I'm getting 4.24% right now in SCOXX

The minimum in SCOXX is $1M, so on $1M, a difference of 0.11% (my T-bills are now about 4.33%) comes to $1,100 a year. That's $1,100 more (minutes taxes) that I can spend.

I also have a chunk of cash in FZEXX

I should probably look into tax exempt money markets a bit. I think I was in the 32% bracket in 2024, add the 3.8% NIIT to that and the effective rate is 35.8% (I think some tax exempt interest isn't subject to NIIT, but I'm not sure which). I'm also in a no income tax state.
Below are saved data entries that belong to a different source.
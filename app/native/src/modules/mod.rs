//! Feature modules for Gridtile.
//!
//! - [`layout`] - Blueprints, placement validation, navigation and the layout session
//! - [`persistence`] - Saving and restoring tile arrangements
//! - [`input`] - Keyboard and gamepad translation into commands
//! - [`effects`] - Applying tiles to real windows through an external helper
//! - [`controller`] - Tick-driven glue between the above

pub mod controller;
pub mod effects;
pub mod input;
pub mod layout;
pub mod persistence;
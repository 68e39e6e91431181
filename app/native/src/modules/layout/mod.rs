//! Grid layout engine.
//!
//! Blueprints describe a grid with fixed frames and movable tiles. The session
//! owns the runtime copy of one blueprint and changes it only through
//! validated commands.
//!
//! # Architecture
//!
//! ```text
//!   Blueprint ──▶ LayoutSession ──▶ Observable<LayoutSnapshot> ──▶ renderers
//!                    │    ▲
//!        placement ◀─┘    └── navigation
//!        (occupancy)
//! ```

pub mod blueprint;
pub mod navigation;
pub mod occupancy;
pub mod pixels;
pub mod placement;
pub mod presets;
pub mod session;
pub mod snapshot;

pub use blueprint::{
    Blueprint, BlueprintError, CellRect, Frame, Gates, GridSize, SpanLimit, Tile, TileId,
};
pub use navigation::{Direction, nearest_in_direction};
pub use occupancy::{CellOwner, OccupancyGrid};
pub use pixels::{PixelRect, Viewport};
pub use placement::{Claimant, PlacementViolation, can_place, check_placement};
pub use presets::builtin_blueprints;
pub use session::{
    CommandOutcome, CycleDirection, LayoutSession, RejectReason, Rejection, SessionError,
    SessionState,
};
pub use snapshot::{LayoutSnapshot, TileView};
//! Command vocabulary shared by every input source.

use std::fmt;

use crate::modules::layout::{CycleDirection, Direction};

/// A discrete request produced by input translation.
///
/// Geometry and focus commands go to the layout session. `Save`, `Load` and
/// `ApplyToWindow` are handled by the controller's collaborators.
#[derive(Clone, Copy, Debug, PartialEq, Eq, Hash)]
pub enum Command {
    /// Move focus to the nearest tile in a direction.
    Navigate(Direction),
    /// Translate the focused tile one cell.
    Move(Direction),
    /// Grow (right/down) or shrink (left/up) the focused tile by one cell.
    Resize(Direction),
    ToggleMaximize,
    /// Send the focused tile's pixel rectangle to the window helper.
    ApplyToWindow,
    SwitchBlueprint(CycleDirection),
    Reset,
    Save,
    Load,
}

impl fmt::Display for Command {
    fn fmt(&self, f: &mut fmt::Formatter<'_>) -> fmt::Result {
        match self {
            Self::Navigate(dir) => write!(f, "navigate {dir}"),
            Self::Move(dir) => write!(f, "move {dir}"),
            Self::Resize(dir) => write!(f, "resize {dir}"),
            Self::ToggleMaximize => f.write_str("toggle maximize"),
            Self::ApplyToWindow => f.write_str("apply to window"),
            Self::SwitchBlueprint(CycleDirection::Next) => f.write_str("next blueprint"),
            Self::SwitchBlueprint(CycleDirection::Previous) => f.write_str("previous blueprint"),
            Self::Reset => f.write_str("reset"),
            Self::Save => f.write_str("save"),
            Self::Load => f.write_str("load"),
        }
    }
}
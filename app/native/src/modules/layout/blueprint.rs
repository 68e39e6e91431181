//! Blueprint data model.
//!
//! A blueprint is an immutable template: a grid size, permanently blocked
//! regions ("frames"), the initial tile arrangement, and the placement gates
//! applied when tiles are moved or resized. Sessions deep-copy the frames and
//! tiles out of a blueprint and never write back into it.
//!
//! All coordinates are 1-based grid cells, matching the blueprint file format.

use schemars::JsonSchema;
use serde::{Deserialize, Serialize};
use thiserror::Error;

use super::occupancy::OccupancyGrid;
use super::placement::{PlacementViolation, check_placement};
use crate::constants::MAX_GRID_DIMENSION;

/// Identifier of a tile, stable across moves and resizes.
pub type TileId = String;

// ============================================================================
// Geometry
// ============================================================================

/// Grid dimensions of a blueprint.
#[derive(Clone, Copy, Debug, PartialEq, Eq, Hash, Serialize, Deserialize, JsonSchema)]
pub struct GridSize {
    /// Number of rows.
    pub rows: i32,
    /// Number of columns.
    pub cols: i32,
}

impl GridSize {
    /// Creates a new grid size.
    #[must_use]
    pub const fn new(rows: i32, cols: i32) -> Self { Self { rows, cols } }

    /// Total number of cells, or zero for a degenerate grid.
    #[must_use]
    #[allow(clippy::cast_sign_loss)]
    pub const fn cell_count(&self) -> usize {
        if self.rows <= 0 || self.cols <= 0 {
            0
        } else {
            (self.rows as usize) * (self.cols as usize)
        }
    }

    /// Returns `true` if the 1-based cell lies inside the grid.
    #[must_use]
    pub const fn contains_cell(&self, row: i32, col: i32) -> bool {
        row >= 1 && col >= 1 && row <= self.rows && col <= self.cols
    }

    /// The rectangle covering the whole grid.
    #[must_use]
    pub const fn full_rect(&self) -> CellRect { CellRect::new(1, 1, self.rows, self.cols) }
}

/// A rectangle of grid cells: top-left cell plus row/column spans.
///
/// Candidate rectangles may lie partly outside the grid; only the placement
/// validator decides whether one is acceptable.
#[derive(
    Clone, Copy, Debug, Default, PartialEq, Eq, Hash, Serialize, Deserialize, JsonSchema,
)]
#[serde(rename_all = "camelCase")]
pub struct CellRect {
    pub row: i32,
    pub col: i32,
    pub row_span: i32,
    pub col_span: i32,
}

impl CellRect {
    /// Creates a new cell rectangle.
    #[must_use]
    pub const fn new(row: i32, col: i32, row_span: i32, col_span: i32) -> Self {
        Self { row, col, row_span, col_span }
    }

    /// Last row covered (inclusive). Saturates instead of overflowing, so an
    /// oversized span always lands past the grid edge.
    #[must_use]
    pub const fn last_row(&self) -> i32 {
        self.row.saturating_add(self.row_span).saturating_sub(1)
    }

    /// Last column covered (inclusive).
    #[must_use]
    pub const fn last_col(&self) -> i32 {
        self.col.saturating_add(self.col_span).saturating_sub(1)
    }

    /// The same rectangle shifted by whole cells.
    #[must_use]
    pub const fn translated(&self, d_row: i32, d_col: i32) -> Self {
        Self::new(
            self.row.saturating_add(d_row),
            self.col.saturating_add(d_col),
            self.row_span,
            self.col_span,
        )
    }

    /// The same origin with spans grown or shrunk, each clamped to `[min, max]`.
    #[must_use]
    pub fn resized(&self, d_row_span: i32, d_col_span: i32, min: i32, max: i32) -> Self {
        Self::new(
            self.row,
            self.col,
            self.row_span.saturating_add(d_row_span).clamp(min, max),
            self.col_span.saturating_add(d_col_span).clamp(min, max),
        )
    }

    /// Center in grid-unit space as `(row, col)`.
    #[must_use]
    pub fn center(&self) -> (f64, f64) {
        (
            f64::from(self.row) + f64::from(self.row_span) / 2.0,
            f64::from(self.col) + f64::from(self.col_span) / 2.0,
        )
    }

    /// Iterates over every `(row, col)` covered by the rectangle.
    pub fn cells(&self) -> impl Iterator<Item = (i32, i32)> + use<> {
        let (first_col, last_col) = (self.col, self.last_col());
        (self.row..=self.last_row()).flat_map(move |r| (first_col..=last_col).map(move |c| (r, c)))
    }

    /// Iterates over the covered cells that lie inside `grid`, row-major.
    pub fn cells_within(&self, grid: GridSize) -> impl Iterator<Item = (i32, i32)> + use<> {
        let (first_row, first_col) = (self.row.max(1), self.col.max(1));
        let (last_row, last_col) = (self.last_row().min(grid.rows), self.last_col().min(grid.cols));
        (first_row..=last_row).flat_map(move |r| (first_col..=last_col).map(move |c| (r, c)))
    }

    /// Returns `true` if the rectangle fits entirely inside `grid`.
    #[must_use]
    pub const fn fits_within(&self, grid: GridSize) -> bool {
        self.row >= 1
            && self.col >= 1
            && self.row_span >= 1
            && self.col_span >= 1
            && self.last_row() <= grid.rows
            && self.last_col() <= grid.cols
    }
}

/// Minimum or maximum span along each axis.
#[derive(Clone, Copy, Debug, PartialEq, Eq, Serialize, Deserialize, JsonSchema)]
pub struct SpanLimit {
    pub rows: i32,
    pub cols: i32,
}

impl SpanLimit {
    /// Creates a new span limit.
    #[must_use]
    pub const fn new(rows: i32, cols: i32) -> Self { Self { rows, cols } }
}

impl Default for SpanLimit {
    fn default() -> Self { Self::new(1, 1) }
}

// ============================================================================
// Frames, Tiles and Gates
// ============================================================================

/// A permanently blocked region. Frames never move during a session.
#[derive(Clone, Debug, PartialEq, Eq, Serialize, Deserialize, JsonSchema)]
pub struct Frame {
    pub id: String,
    #[serde(flatten)]
    pub rect: CellRect,
}

impl Frame {
    /// Creates a new frame.
    #[must_use]
    pub fn new(id: impl Into<String>, rect: CellRect) -> Self { Self { id: id.into(), rect } }
}

/// A user-movable, resizable region with a stable identity.
#[derive(Clone, Debug, PartialEq, Eq, Serialize, Deserialize, JsonSchema)]
pub struct Tile {
    pub id: TileId,
    #[serde(default)]
    pub title: String,
    #[serde(flatten)]
    pub rect: CellRect,
    /// CSS-style color used by renderers for the tile accent.
    #[serde(default)]
    pub color: String,
}

impl Tile {
    /// Creates a new tile.
    #[must_use]
    pub fn new(
        id: impl Into<TileId>,
        title: impl Into<String>,
        rect: CellRect,
        color: impl Into<String>,
    ) -> Self {
        Self {
            id: id.into(),
            title: title.into(),
            rect,
            color: color.into(),
        }
    }
}

/// Placement constraints applied by the validator.
#[derive(Clone, Copy, Debug, PartialEq, Eq, Serialize, Deserialize, JsonSchema)]
#[serde(default, rename_all = "camelCase")]
pub struct Gates {
    /// Smallest allowed span per axis (inclusive).
    pub min_span: SpanLimit,

    /// Largest allowed span per axis (inclusive). Defaults to the grid size.
    #[serde(skip_serializing_if = "Option::is_none")]
    pub max_span: Option<SpanLimit>,

    /// Whether tiles may share cells with frames or other tiles.
    pub allow_overlap: bool,

    /// Kept for blueprint-file compatibility. Tiles are always kept inside
    /// the grid regardless of this flag.
    pub restrict_to_grid: bool,
}

impl Default for Gates {
    fn default() -> Self {
        Self {
            min_span: SpanLimit::default(),
            max_span: None,
            allow_overlap: false,
            restrict_to_grid: true,
        }
    }
}

impl Gates {
    /// The effective maximum span for a grid.
    #[must_use]
    pub fn max_span_for(&self, grid: GridSize) -> SpanLimit {
        self.max_span.unwrap_or(SpanLimit::new(grid.rows, grid.cols))
    }
}

// ============================================================================
// Blueprint
// ============================================================================

/// Errors found when checking a blueprint's own initial arrangement.
#[derive(Debug, Clone, PartialEq, Eq, Error)]
pub enum BlueprintError {
    #[error("blueprint '{0}' has an empty grid")]
    EmptyGrid(String),

    #[error("blueprint '{0}' exceeds the largest supported grid")]
    GridTooLarge(String),

    #[error("blueprint '{0}' has span gates below 1 or a maximum under the minimum")]
    InvalidGates(String),

    #[error("frame '{frame}' lies outside the grid of blueprint '{blueprint}'")]
    FrameOutOfBounds { blueprint: String, frame: String },

    #[error("frame '{frame}' overlaps another frame in blueprint '{blueprint}'")]
    OverlappingFrames { blueprint: String, frame: String },

    #[error("tile id '{tile}' appears more than once in blueprint '{blueprint}'")]
    DuplicateTile { blueprint: String, tile: String },

    #[error("tile '{tile}' in blueprint '{blueprint}' is not placeable: {violation}")]
    InvalidTile {
        blueprint: String,
        tile: String,
        violation: PlacementViolation,
    },
}

/// Immutable layout template.
#[derive(Clone, Debug, PartialEq, Eq, Serialize, Deserialize, JsonSchema)]
pub struct Blueprint {
    pub id: String,
    pub name: String,
    pub grid: GridSize,
    #[serde(default)]
    pub frames: Vec<Frame>,
    #[serde(default)]
    pub tiles: Vec<Tile>,
    #[serde(default)]
    pub gates: Gates,
}

impl Blueprint {
    /// Looks up an initial tile by id.
    #[must_use]
    pub fn tile(&self, id: &str) -> Option<&Tile> { self.tiles.iter().find(|t| t.id == id) }

    /// Checks that the template's own arrangement satisfies the layout invariants.
    ///
    /// # Errors
    ///
    /// Returns the first violation found: an empty or oversized grid,
    /// inconsistent span gates, a frame outside the grid or overlapping another
    /// frame, a duplicated tile id, or a tile the placement validator rejects.
    pub fn validate(&self) -> Result<(), BlueprintError> {
        if self.grid.rows < 1 || self.grid.cols < 1 {
            return Err(BlueprintError::EmptyGrid(self.id.clone()));
        }

        if self.grid.rows > MAX_GRID_DIMENSION || self.grid.cols > MAX_GRID_DIMENSION {
            return Err(BlueprintError::GridTooLarge(self.id.clone()));
        }

        let (min, max) = (self.gates.min_span, self.gates.max_span_for(self.grid));
        if min.rows < 1 || min.cols < 1 || max.rows < min.rows || max.cols < min.cols {
            return Err(BlueprintError::InvalidGates(self.id.clone()));
        }

        if let Some(frame) = self.frames.iter().find(|f| !f.rect.fits_within(self.grid)) {
            return Err(BlueprintError::FrameOutOfBounds {
                blueprint: self.id.clone(),
                frame: frame.id.clone(),
            });
        }

        if !self.gates.allow_overlap {
            for (index, frame) in self.frames.iter().enumerate() {
                let earlier = OccupancyGrid::build(self.grid, &self.frames[..index], &[]);
                if earlier.first_claim_in(&frame.rect).is_some() {
                    return Err(BlueprintError::OverlappingFrames {
                        blueprint: self.id.clone(),
                        frame: frame.id.clone(),
                    });
                }
            }
        }

        for (index, tile) in self.tiles.iter().enumerate() {
            if self.tiles[..index].iter().any(|t| t.id == tile.id) {
                return Err(BlueprintError::DuplicateTile {
                    blueprint: self.id.clone(),
                    tile: tile.id.clone(),
                });
            }

            check_placement(&tile.id, &tile.rect, self, &self.tiles).map_err(|violation| {
                BlueprintError::InvalidTile {
                    blueprint: self.id.clone(),
                    tile: tile.id.clone(),
                    violation,
                }
            })?;
        }

        Ok(())
    }
}

// ============================================================================
// Tests
// ============================================================================
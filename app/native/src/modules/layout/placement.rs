//! Placement validation.
//!
//! A pure decision function: may a tile occupy a candidate rectangle under a
//! blueprint's grid and gates, given the other current tiles? Nothing is
//! mutated here; callers decide whether to commit.

use thiserror::Error;

use super::blueprint::{Blueprint, CellRect, Tile};
use super::occupancy::{CellOwner, OccupancyGrid};

/// What a claimed cell is claimed by.
#[derive(Debug, Clone, PartialEq, Eq)]
pub enum Claimant {
    Frame(String),
    Tile(String),
}

impl std::fmt::Display for Claimant {
    fn fmt(&self, f: &mut std::fmt::Formatter<'_>) -> std::fmt::Result {
        match self {
            Self::Frame(id) => write!(f, "frame '{id}'"),
            Self::Tile(id) => write!(f, "tile '{id}'"),
        }
    }
}

/// Reason a candidate rectangle was refused.
#[derive(Debug, Clone, PartialEq, Eq, Error)]
pub enum PlacementViolation {
    /// The rectangle starts before row 1 or column 1.
    #[error("rectangle starts before the first row or column")]
    BeforeOrigin,

    /// The rectangle extends past the last row or column.
    #[error("rectangle extends past the grid edge")]
    OutOfBounds,

    /// A span is below the gate minimum.
    #[error("span {row_span}x{col_span} is below the minimum")]
    SpanTooSmall { row_span: i32, col_span: i32 },

    /// A span is above the gate maximum.
    #[error("span {row_span}x{col_span} is above the maximum")]
    SpanTooLarge { row_span: i32, col_span: i32 },

    /// A cell is already claimed by a frame or another tile.
    #[error("cell ({row}, {col}) is occupied by {claimant}")]
    Collision { row: i32, col: i32, claimant: Claimant },
}

/// Checks whether `tile_id` may occupy `candidate`.
///
/// Steps, in order: origin, grid bounds, span gates, then (unless the gates
/// allow overlap) collision against frames and every other tile. The tile's
/// own current footprint never counts as a collision.
///
/// # Errors
///
/// Returns the first [`PlacementViolation`] encountered.
pub fn check_placement(
    tile_id: &str,
    candidate: &CellRect,
    blueprint: &Blueprint,
    tiles: &[Tile],
) -> Result<(), PlacementViolation> {
    let grid = blueprint.grid;
    let gates = &blueprint.gates;

    if candidate.row < 1 || candidate.col < 1 {
        return Err(PlacementViolation::BeforeOrigin);
    }

    if candidate.last_row() > grid.rows || candidate.last_col() > grid.cols {
        return Err(PlacementViolation::OutOfBounds);
    }

    let min = gates.min_span;
    let max = gates.max_span_for(grid);
    let (min_rows, min_cols) = (min.rows.max(1), min.cols.max(1));
    let (row_span, col_span) = (candidate.row_span, candidate.col_span);

    if row_span < min_rows || col_span < min_cols {
        return Err(PlacementViolation::SpanTooSmall { row_span, col_span });
    }

    if row_span > max.rows || col_span > max.cols {
        return Err(PlacementViolation::SpanTooLarge { row_span, col_span });
    }

    if gates.allow_overlap {
        return Ok(());
    }

    let occupancy =
        OccupancyGrid::build_excluding(grid, &blueprint.frames, tiles, Some(tile_id));

    match occupancy.first_claim_in(candidate) {
        Some((row, col, owner)) => {
            let claimant = match owner {
                CellOwner::Frame(id) => Claimant::Frame(id.to_string()),
                CellOwner::Tile(id) => Claimant::Tile(id.to_string()),
                CellOwner::Empty => return Ok(()),
            };
            Err(PlacementViolation::Collision { row, col, claimant })
        }
        None => Ok(()),
    }
}

/// Boolean form of [`check_placement`].
#[must_use]
pub fn can_place(tile_id: &str, candidate: &CellRect, blueprint: &Blueprint, tiles: &[Tile]) -> bool {
    check_placement(tile_id, candidate, blueprint, tiles).is_ok()
}

#[cfg(test)]
mod tests {
    use super::*;
    use crate::modules::layout::blueprint::{GridSize, SpanLimit};
    use crate::modules::layout::presets::builtin_blueprints;

    fn dashboard() -> Blueprint { builtin_blueprints().remove(0) }

    #[test]
    fn test_current_positions_are_valid() {
        let bp = dashboard();
        for tile in &bp.tiles {
            assert!(can_place(&tile.id, &tile.rect, &bp, &bp.tiles), "{}", tile.id);
        }
    }

    #[test]
    fn test_rejects_before_origin() {
        let bp = dashboard();
        let result = check_placement("sys", &CellRect::new(0, 2, 1, 2), &bp, &bp.tiles);
        assert_eq!(result, Err(PlacementViolation::BeforeOrigin));
    }

    #[test]
    fn test_rejects_out_of_bounds() {
        let bp = dashboard();
        let result = check_placement("sys", &CellRect::new(1, 3, 1, 2), &bp, &bp.tiles);
        assert_eq!(result, Err(PlacementViolation::OutOfBounds));
    }

    #[test]
    fn test_rejects_frame_collision() {
        let bp = dashboard();
        let result = check_placement("tasks", &CellRect::new(1, 1, 1, 1), &bp, &bp.tiles);
        assert_eq!(
            result,
            Err(PlacementViolation::Collision {
                row: 1,
                col: 1,
                claimant: Claimant::Frame("frame-hero".to_string()),
            })
        );
    }

    #[test]
    fn test_rejects_tile_collision() {
        let bp = dashboard();
        let result = check_placement("tasks", &CellRect::new(2, 3, 1, 1), &bp, &bp.tiles);
        assert!(matches!(
            result,
            Err(PlacementViolation::Collision { claimant: Claimant::Tile(ref id), .. }) if id == "notes"
        ));
    }

    #[test]
    fn test_own_footprint_is_ignored() {
        let bp = dashboard();
        // feed shrinking inside its own footprint
        assert!(can_place("feed", &CellRect::new(2, 1, 1, 2), &bp, &bp.tiles));
    }

    #[test]
    fn test_span_gates() {
        let mut bp = dashboard();
        bp.gates.min_span = SpanLimit::new(1, 2);
        bp.gates.max_span = Some(SpanLimit::new(2, 2));
        let tiles: Vec<Tile> = Vec::new();

        assert_eq!(
            check_placement("x", &CellRect::new(2, 2, 1, 1), &bp, &tiles),
            Err(PlacementViolation::SpanTooSmall { row_span: 1, col_span: 1 })
        );
        assert_eq!(
            check_placement("x", &CellRect::new(1, 2, 3, 2), &bp, &tiles),
            Err(PlacementViolation::SpanTooLarge { row_span: 3, col_span: 2 })
        );
        assert!(can_place("x", &CellRect::new(2, 2, 2, 2), &bp, &tiles));
    }

    #[test]
    fn test_oversized_span_is_out_of_bounds() {
        let bp = dashboard();
        assert_eq!(
            check_placement("tasks", &CellRect::new(2, 1, i32::MAX, 1), &bp, &bp.tiles),
            Err(PlacementViolation::OutOfBounds)
        );
        assert_eq!(
            check_placement("tasks", &CellRect::new(i32::MAX, i32::MAX, 1, 1), &bp, &bp.tiles),
            Err(PlacementViolation::OutOfBounds)
        );
    }

    #[test]
    fn test_non_positive_span_is_too_small_even_with_zero_gate() {
        let mut bp = dashboard();
        bp.gates.min_span = SpanLimit::new(0, 0);
        assert_eq!(
            check_placement("x", &CellRect::new(2, 2, -3, 1), &bp, &[]),
            Err(PlacementViolation::SpanTooSmall { row_span: -3, col_span: 1 })
        );
    }

    #[test]
    fn test_allow_overlap_skips_collision() {
        let mut bp = dashboard();
        bp.gates.allow_overlap = true;
        assert!(can_place("tasks", &CellRect::new(1, 1, 1, 1), &bp, &bp.tiles));
        // bounds still apply
        assert!(!can_place("tasks", &CellRect::new(3, 3, 1, 2), &bp, &bp.tiles));
    }

    #[test]
    fn test_scenario_adjacent_free_cell() {
        let bp = Blueprint {
            id: "plain".to_string(),
            name: "Plain".to_string(),
            grid: GridSize::new(3, 3),
            frames: Vec::new(),
            tiles: vec![Tile::new("a", "A", CellRect::new(1, 1, 1, 1), "#fff")],
            gates: Default::default(),
        };
        assert!(can_place("a", &CellRect::new(1, 2, 1, 1), &bp, &bp.tiles));
        assert!(can_place("a", &CellRect::new(1, 1, 3, 3), &bp, &bp.tiles));
    }
}
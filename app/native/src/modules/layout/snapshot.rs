//! Immutable render snapshots.
//!
//! Renderers only ever see these values. Whatever they draw, they never hand
//! anything back into the session.

use serde::Serialize;

use super::blueprint::{CellRect, Frame, GridSize, TileId};

/// Render state of a single tile.
#[derive(Clone, Debug, PartialEq, Eq, Serialize)]
#[serde(rename_all = "camelCase")]
pub struct TileView {
    pub id: TileId,
    pub title: String,
    pub color: String,
    /// Stored position, unaffected by maximize.
    #[serde(flatten)]
    pub rect: CellRect,
    /// Where the tile should be drawn: the full grid while maximized.
    pub display: CellRect,
    pub focused: bool,
    pub maximized: bool,
    pub hidden: bool,
}

/// Everything a renderer needs to draw the current layout.
#[derive(Clone, Debug, PartialEq, Eq, Serialize)]
#[serde(rename_all = "camelCase")]
pub struct LayoutSnapshot {
    pub blueprint_id: String,
    pub blueprint_name: String,
    pub grid: GridSize,
    pub frames: Vec<Frame>,
    pub tiles: Vec<TileView>,
    pub focused_id: Option<TileId>,
    pub maximized_id: Option<TileId>,
}

impl LayoutSnapshot {
    /// Looks up a tile view by id.
    #[must_use]
    pub fn tile(&self, id: &str) -> Option<&TileView> { self.tiles.iter().find(|t| t.id == id) }

    /// Tiles that should currently be drawn.
    pub fn visible_tiles(&self) -> impl Iterator<Item = &TileView> {
        self.tiles.iter().filter(|t| !t.hidden)
    }
}

#[cfg(test)]
mod tests {
    use crate::modules::layout::presets::builtin_blueprints;
    use crate::modules::layout::session::LayoutSession;

    #[test]
    fn test_visible_tiles_while_maximized() {
        let mut session = LayoutSession::new(builtin_blueprints()).unwrap();
        assert_eq!(session.snapshot().visible_tiles().count(), 4);

        session.focus("feed");
        session.toggle_maximize();
        let snapshot = session.snapshot();
        let visible: Vec<_> = snapshot.visible_tiles().map(|t| t.id.as_str()).collect();

        assert_eq!(visible, vec!["feed"]);
        assert_eq!(snapshot.tile("feed").unwrap().display, snapshot.grid.full_rect());
    }

    #[test]
    fn test_snapshot_serializes_flat_camel_case() {
        let session = LayoutSession::new(builtin_blueprints()).unwrap();
        let json = serde_json::to_value(session.snapshot()).unwrap();

        assert_eq!(json["blueprintId"], "dashboard-3x3");
        assert_eq!(json["focusedId"], "sys");
        assert_eq!(json["tiles"][0]["rowSpan"], 1);
        assert_eq!(json["tiles"][0]["colSpan"], 2);
        assert_eq!(json["tiles"][0]["focused"], true);
    }
}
Right now FZEXX has a yield of 2.91%, divide that by (1 - 0.358) and you get an equivalent yield of 4.53%. That's higher than the T-bill yield of 4.33% so it ought to be considered. However, I plan on 2025 being a lower income year (this is a year I am trying to take only short-term capital gains and balance them against al sorts of old capital losses that remain to be taken), so I may be able to stay in the 24%, or mostly stay in it, so the decision can wait till the end of 2025.